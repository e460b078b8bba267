//! Deferred Engine - a deferred shading frame renderer
//!
//! Rendering goes through the [`GraphicsDevice`](backend::GraphicsDevice)
//! state machine, which has two implementations:
//! - **Headless**: CPU reference device that records draws and rasterizes
//!   depth and coverage, used by the test suite
//! - **wgpu**: real GPU backend rendering into offscreen targets
//!
//! # Features
//! - Scene graph with per-frame render data collection
//! - Keyframe animation with linear and step interpolation, skinning
//! - G-buffer generation and a fullscreen PBR light pass
//! - Cascaded shadow maps for the main directional light
//! - Image-based lighting with a baked BRDF lookup table, skybox

pub mod animation;
pub mod backend;
pub mod engine;
pub mod pipeline;
pub mod resources;
pub mod scene;

pub use engine::{FrameStage, Renderer};

/// Backend selection for the renderer
#[derive(Debug, Clone, Copy, PartialEq, Eq, Default)]
pub enum BackendType {
    /// CPU reference device, no GPU required
    #[default]
    Headless,
    /// wgpu device rendering offscreen
    Wgpu,
}

/// Cascaded shadow settings
#[derive(Debug, Clone, PartialEq)]
pub struct ShadowConfig {
    pub enabled: bool,
    /// Width and height of every cascade texture
    pub resolution: u32,
    /// Blend between uniform (0) and logarithmic (1) cascade splits
    pub split_lambda: f32,
    /// View distance covered by the cascades, clamped to the camera far plane
    pub shadow_distance: f32,
}

impl Default for ShadowConfig {
    fn default() -> Self {
        Self {
            enabled: true,
            resolution: 2048,
            split_lambda: 0.75,
            shadow_distance: 50.0,
        }
    }
}

impl ShadowConfig {
    pub fn with_enabled(mut self, enabled: bool) -> Self {
        self.enabled = enabled;
        self
    }

    pub fn with_resolution(mut self, resolution: u32) -> Self {
        self.resolution = resolution;
        self
    }

    pub fn with_split_lambda(mut self, split_lambda: f32) -> Self {
        self.split_lambda = split_lambda;
        self
    }

    pub fn with_shadow_distance(mut self, shadow_distance: f32) -> Self {
        self.shadow_distance = shadow_distance;
        self
    }
}

/// Configuration for initializing the renderer
#[derive(Debug, Clone)]
pub struct EngineConfig {
    /// Output width
    pub width: u32,
    /// Output height
    pub height: u32,
    /// Which backend binaries should create
    pub backend: BackendType,
    /// Edge length of the baked BRDF lookup table
    pub brdf_lut_size: u32,
    pub shadow: ShadowConfig,
    /// Clear color of the HDR lighting target
    pub clear_color: [f32; 4],
}

impl Default for EngineConfig {
    fn default() -> Self {
        Self {
            width: 1280,
            height: 720,
            backend: BackendType::Headless,
            brdf_lut_size: 512,
            shadow: ShadowConfig::default(),
            clear_color: [0.0, 0.0, 0.0, 1.0],
        }
    }
}

impl EngineConfig {
    pub fn with_size(mut self, width: u32, height: u32) -> Self {
        self.width = width;
        self.height = height;
        self
    }

    pub fn with_backend(mut self, backend: BackendType) -> Self {
        self.backend = backend;
        self
    }

    pub fn with_brdf_lut_size(mut self, size: u32) -> Self {
        self.brdf_lut_size = size;
        self
    }

    pub fn with_shadow(mut self, shadow: ShadowConfig) -> Self {
        self.shadow = shadow;
        self
    }

    pub fn with_clear_color(mut self, clear_color: [f32; 4]) -> Self {
        self.clear_color = clear_color;
        self
    }
}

[Task] Print exactly the lines from the beginning of the entries through the line with "state machine, which". Output nothing more.

[Response to this exercise]
repository e460b078b8bba267
//! Deferred Engine - a deferred shading frame renderer
//!
//! Rendering goes through the [`GraphicsDevice`](backend::GraphicsDevice)
//! state machine, which has two implementations:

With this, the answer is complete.